Vorfall mit Booker T. Washington
Booker T. Washington war ein in die Sklaverei geborener Afroamerikaner. Er wurde 1865 befreit und stieg zu einem Erzieher und nationalen Führer der Afroamerikaner auf. Am 16. Oktober 1901 lud Präsident Theodore Roosevelt Washington ein, mit seiner Familie im Weißen Haus zu Abend zu essen. Es war ein Arbeitsessen, Roosevelt hatte die Absicht, Washington zu ernennen, um ihn in Rassenfragen zu beraten. Ein Freund der Familie aus Colorado, Philip Stewart, war ebenfalls anwesend. Ein Reporter von AP Wire fragte den Präsidenten nach seinen Terminen, die er am nächsten Tag bekannt geben wollte. Aber die Geschichte, die auf dem AP Wire erschien, lautete "Booker T. Washington aus Tuskegee, Alabala, aß gestern Abend mit dem Präsidenten zu Abend." Dies löste bei vielen Weißen einen gewissen Schock aus. Der Präsident der Vereinigten Staaten hatte sich zum Abendessen mit einem Schwarzen, einem ehemaligen Sklaven, zusammengesetzt. Afroamerikaner hatten das Weiße Haus schon einmal besucht, waren aber nie gebeten worden, dort zu speisen. Washington hatte zuvor mit Präsident McKinley zu Abend gegessen, was damals ebenfalls für Aufregung sorgte. Diesmal waren Segregationalisten im US-Kongress empört. Senator "Pitchfork" Bill Tillman aus South Carolina sagte: "Die Aktion wird es erforderlich machen, dass wir tausend Nigger im Süden töten müssen, bevor sie ihren Platz wiederfinden werden.

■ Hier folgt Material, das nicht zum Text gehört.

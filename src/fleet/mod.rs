mod node;
mod server;
mod task;

pub use node::Node;
pub use server::Server;
pub use task::{RemoteTask, TaskOutcome};

use std::collections::HashMap;
use std::sync::Arc;

use tokio::sync::RwLock;
use tracing::{debug, info};

use crate::error::DiscoroError;
use crate::message::Location;

/// In-memory registry of every node and server the scheduler currently
/// knows about, shared between the bootstrap, status-processor, timer and
/// client-RPC tasks. Mirrors the role of `_Scheduler`'s `_nodes` /
/// `_servers` dictionaries in the original implementation, but with a
/// single lock instead of relying on asyncoro's single-threaded
/// cooperative scheduling to make updates atomic.
#[derive(Clone)]
pub struct Fleet {
    inner: Arc<RwLock<FleetState>>,
}

#[derive(Default)]
struct FleetState {
    nodes: HashMap<Location, Node>,
    servers_by_name: HashMap<String, Vec<Location>>,
}

impl Fleet {
    pub fn new() -> Self {
        Self {
            inner: Arc::new(RwLock::new(FleetState::default())),
        }
    }

    pub async fn upsert_node(&self, location: Location, agent_id: Option<String>) {
        let mut state = self.inner.write().await;
        state
            .nodes
            .entry(location)
            .or_insert_with(|| Node::new(location, agent_id.clone()));
        debug!(%location, "node tracked");
    }

    pub async fn remove_node(&self, location: &Location) -> Option<Node> {
        let mut state = self.inner.write().await;
        let removed = state.nodes.remove(location);
        if let Some(node) = &removed {
            for server_loc in node.servers.keys() {
                Self::drop_server_name_index(&mut state.servers_by_name, server_loc);
            }
            info!(%location, servers = node.servers.len(), "node lost");
        }
        removed
    }

    pub async fn add_server(&self, node_location: Location, server: Server) -> Result<(), DiscoroError> {
        let mut state = self.inner.write().await;
        let server_location = server.location;
        let name = server.name.clone();
        let node = state
            .nodes
            .entry(node_location)
            .or_insert_with(|| Node::new(node_location, None));
        node.add_server(server);
        state
            .servers_by_name
            .entry(name)
            .or_default()
            .push(server_location);
        Ok(())
    }

    pub async fn remove_server(&self, node_location: &Location, server_location: &Location) -> Option<Server> {
        let mut state = self.inner.write().await;
        let removed = state
            .nodes
            .get_mut(node_location)
            .and_then(|n| n.remove_server(server_location));
        if removed.is_some() {
            Self::drop_server_name_index(&mut state.servers_by_name, server_location);
        }
        removed
    }

    fn drop_server_name_index(index: &mut HashMap<String, Vec<Location>>, location: &Location) {
        index.retain(|_, locations| {
            locations.retain(|l| l != location);
            !locations.is_empty()
        });
    }

    /// Picks the least-loaded server registered under `name`, the same
    /// round-robin-by-load policy the original scheduler's default
    /// `node_allocate`/`run` path uses when a client does not pin a
    /// specific server.
    pub async fn pick_server(&self, name: &str) -> Result<Location, DiscoroError> {
        let state = self.inner.read().await;
        let candidates = state
            .servers_by_name
            .get(name)
            .ok_or_else(|| DiscoroError::NoServerAvailable {
                name: name.to_string(),
            })?;

        candidates
            .iter()
            .filter_map(|loc| {
                state
                    .nodes
                    .values()
                    .find_map(|n| n.servers.get(loc).map(|s| (*loc, s.load())))
            })
            .min_by_key(|(_, load)| *load)
            .map(|(loc, _)| loc)
            .ok_or_else(|| DiscoroError::NoServerAvailable {
                name: name.to_string(),
            })
    }

    pub async fn place_task(
        &self,
        node_location: &Location,
        server_location: &Location,
        task: RemoteTask,
    ) -> Result<(), DiscoroError> {
        let mut state = self.inner.write().await;
        let server = state
            .nodes
            .get_mut(node_location)
            .and_then(|n| n.server_mut(server_location))
            .ok_or(DiscoroError::NoServerAvailable {
                name: server_location.to_string(),
            })?;
        server.place_task(task);
        Ok(())
    }

    pub async fn set_server_status(
        &self,
        node_location: &Location,
        server_location: &Location,
        status: crate::message::DiscoroStatus,
    ) {
        let mut state = self.inner.write().await;
        if let Some(server) = state
            .nodes
            .get_mut(node_location)
            .and_then(|n| n.server_mut(server_location))
        {
            server.status = status;
        }
    }

    pub async fn set_node_status(&self, node_location: &Location, status: crate::message::DiscoroStatus) {
        let mut state = self.inner.write().await;
        if let Some(node) = state.nodes.get_mut(node_location) {
            node.status = status;
        }
    }

    pub async fn record_task_outcome(
        &self,
        node_location: &Location,
        server_location: &Location,
        task_id: uuid::Uuid,
        value: Option<serde_json::Value>,
        error: Option<String>,
    ) {
        let mut state = self.inner.write().await;
        if let Some(server) = state
            .nodes
            .get_mut(node_location)
            .and_then(|n| n.server_mut(server_location))
        {
            server.record_outcome(task_id, value, error);
        }
    }

    /// Consumes a buffered outcome for `task_id`, if one raced ahead of the
    /// spawn that placed it. Used by the spawn path to resolve the race
    /// described in §8: a termination that arrived before its own spawn ack
    /// must not leave the task sitting in `coros`.
    pub async fn take_buffered_outcome(
        &self,
        node_location: &Location,
        server_location: &Location,
        task_id: uuid::Uuid,
    ) -> Option<crate::fleet::TaskOutcome> {
        let mut state = self.inner.write().await;
        state
            .nodes
            .get_mut(node_location)
            .and_then(|n| n.server_mut(server_location))
            .and_then(|s| s.take_outcome(task_id))
    }

    pub async fn mark_pulse(&self, node_location: &Location, server_location: &Location) {
        let mut state = self.inner.write().await;
        if let Some(server) = state
            .nodes
            .get_mut(node_location)
            .and_then(|n| n.server_mut(server_location))
        {
            server.mark_pulse();
        }
    }

    /// Servers whose last pulse is older than `threshold`, candidates for
    /// the zombie-reclamation sweep the timer task runs periodically. Only
    /// `Initialized` servers are audited: a server still being discovered
    /// or bootstrapped hasn't pulsed yet and isn't a zombie, just new.
    pub async fn zombie_servers(&self, threshold: std::time::Duration) -> Vec<(Location, Location)> {
        let state = self.inner.read().await;
        state
            .nodes
            .values()
            .flat_map(|node| {
                node.servers
                    .values()
                    .filter(|s| s.status == crate::message::DiscoroStatus::ServerInitialized)
                    .filter(move |s| s.silent_for() >= threshold)
                    .map(move |s| (node.location, s.location))
            })
            .collect()
    }

    pub async fn node_count(&self) -> usize {
        self.inner.read().await.nodes.len()
    }

    pub async fn server_count(&self) -> usize {
        self.inner.read().await.nodes.values().map(|n| n.servers.len()).sum()
    }

    pub async fn snapshot_nodes(&self) -> Vec<Node> {
        self.inner.read().await.nodes.values().cloned().collect()
    }
}

impl Default for Fleet {
    fn default() -> Self {
        Self::new()
    }
}

#[cfg(test)]
#[path = "tests.rs"]
mod tests;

Danach beschloss jemand, das Gedicht "Nigger im Weißen Haus" zu schreiben. Niemand weiß, wer der Autor war.
Der DePriest-Vorfall
Viele Jahre später, 1929, lud First Lady Lou Hoover, die Frau des Präsidenten Herbert Hoover, die Frau des Kongresses, Jessie DePriest, zum Tee ein. Sie war eine schwarze Frau, die mit Oscar DePriest verheiratet war, dem ersten Afroamerikaner, der von Illinois aus in den Kongress gewählt wurde. Auch darüber waren die Menschen verärgert. Das Gedicht erschien wegen dieses Vorfalls erneut. Zeitungen des Südens und rassistische Kritiker reagierten mit ihrer normalen Empörung und Protestschreiben. Der Sprecher des Weißen Hauses wies darauf hin, dass der Präsident und seine Frau lediglich ihren verfassungsmäßigen Pflichten nachkämen. Beispielsweise hatte Präsident Grover Cleveland Frederick Douglass und seine Frau empfangen. Bei fünf verschiedenen Gelegenheiten traf Präsident Woodrow Wilson im Weißen Haus mit dem schwarzen Minister aus Haiti, Solon Menos, zusammen.
Politiker ergriffen Partei. Senator Coleman Blease aus South Carolina fügte das Gedicht in eine Senatsresolution ein. Die Resolution mit dem Gedicht wurde abgelehnt und aus dem Kongressprotokoll gestrichen. Die Abstimmung beruhte auf Protesten der Senatoren Walter Edge (aus New Jersey) und Hiram Bingham (aus Connecticut). Senator Bingham bezeichnete das Gedicht als "unanständigen, obszönen Knittelvers", der "Hunderttausende unserer Mitbürger beleidigt und einen Verstoß gegen die Unabhängigkeitserklärung und unsere Verfassung darstellt". Senator Baise stimmte daraufhin zu, die von ihm genannte Resolution zurückzuziehen, als Gefallen für Senator Bingham und nicht für die Negerrasse.